Actualités : La maisonnette de Dreuilhe
Michèle Taillefer-Pédoussat
La maisonnette de Dreuilhe
Par Michèle Taillefer-Pédoussat
Sur la voie de chemin de fer Lavelanet-Bram, au passage à niveau n°25, la « maisonnette » de Dreuilhe, c’est ma maison natale, c’est là que j’ai vécu mon enfance et mon adolescence, jusqu’à quinze ans, dans ma famille de « cheminots ».
A ma naissance, la « maisonnette » abritait déjà: mon frère René âgé de quatorze ans, mes parents et mes grands-parents Gratien et Marie. Elle nous logea, dès lors, tous les six pendant quelques années …
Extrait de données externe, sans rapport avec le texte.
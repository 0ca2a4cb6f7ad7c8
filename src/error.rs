use axum::{
    http::StatusCode,
    response::{IntoResponse, Response},
    Json,
};
use serde_json::json;
use thiserror::Error;

use crate::razorpay::GatewayError;

/// Handler error taxonomy: validation -> 400, auth -> 401, everything that
/// reaches the database or the gateway -> 500 with the upstream message
/// surfaced verbatim.
#[derive(Debug, Error)]
pub enum ApiError {
    #[error("{0}")]
    BadRequest(String),
    #[error("{0}")]
    Unauthorized(String),
    #[error(transparent)]
    Database(#[from] sqlx::Error),
    #[error(transparent)]
    Gateway(#[from] GatewayError),
    #[error(transparent)]
    Jwt(#[from] jsonwebtoken::errors::Error),
    #[error(transparent)]
    PasswordHash(#[from] bcrypt::BcryptError),
}

impl ApiError {
    fn status(&self) -> StatusCode {
        match self {
            ApiError::BadRequest(_) => StatusCode::BAD_REQUEST,
            ApiError::Unauthorized(_) => StatusCode::UNAUTHORIZED,
            _ => StatusCode::INTERNAL_SERVER_ERROR,
        }
    }
}

impl IntoResponse for ApiError {
    fn into_response(self) -> Response {
        let status = self.status();
        if status == StatusCode::INTERNAL_SERVER_ERROR {
            tracing::error!(error = %self, "internal error");
        }
        let body = Json(json!({ "success": false, "message": self.to_string() }));
        (status, body).into_response()
    }
}
use axum::{
    middleware,
    routing::{delete, get, post},
    Json, Router,
};
use serde_json::{json, Value};

use crate::{auth, courses, payments, AppState};

pub fn router(state: AppState) -> Router {
    let public = Router::new()
        .route("/api/health", get(health))
        .route("/admin/register", post(auth::register))
        .route("/admin/login", post(auth::login))
        .route("/api/courses", get(courses::list_courses))
        .route("/api/create-order", post(payments::create_order))
        .route("/api/verify-payment", post(payments::verify_payment));

    // Course mutations sit behind the bearer-token gate.
    let admin = Router::new()
        .route("/admin/course", post(courses::upsert_course))
        .route("/admin/course/:id", delete(courses::delete_course))
        .route_layer(middleware::from_fn_with_state(
            state.clone(),
            auth::require_admin,
        ));

    Router::new().merge(public).merge(admin).with_state(state)
}

async fn health() -> Json<Value> {
    Json(json!({ "status": "OK", "message": "Server running" }))
}
use std::env;
use tokio::net::TcpListener;
use tower_http::{
    cors::{Any, CorsLayer},
    trace::TraceLayer,
};
use tracing_subscriber::{layer::SubscriberExt, util::SubscriberInitExt};

use coursecart::{config::Config, db, routes, AppState};

#[tokio::main]
async fn main() -> anyhow::Result<()> {
    dotenvy::dotenv().ok();
    tracing_subscriber::registry()
        .with(tracing_subscriber::EnvFilter::new(
            env::var("RUST_LOG").unwrap_or_else(|_| "coursecart=info,axum=info".into()),
        ))
        .with(tracing_subscriber::fmt::layer())
        .init();

    let config = Config::from_env()?;
    let pool = db::connect(&config.database_url).await?;
    // crate-relative path for sqlx migrations
    sqlx::migrate!("./migrations").run(&pool).await?;

    let port = config.port;
    let state = AppState::new(pool, config);

    let app = routes::router(state)
        .layer(TraceLayer::new_for_http())
        .layer(CorsLayer::new().allow_origin(Any).allow_methods(Any).allow_headers(Any));

    let addr = format!("0.0.0.0:{}", port);
    let listener = TcpListener::bind(addr).await?;
    tracing::info!("listening on http://0.0.0.0:{}", port);

    axum::serve(listener, app).await?;
    Ok(())
}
Mon grand-père Gratien Abeilhé né dans le Gers (1872-1964) est le premier à intégrer la « Compagnie des Chemins de Fer du Midi ». Chauffeur sur les locomotives à vapeur, en poste à la gare de Moulin-Neuf, il a montré la voie à son fils André, à sa fille Valérie-Baptistine et à son gendre François Taillefer (mes parents) qui ont eux aussi trouvé un emploi en entrant au service de cette Compagnie devenue quelques années plus tard, en 1936, la Société Nationale des Chemins de Fer français.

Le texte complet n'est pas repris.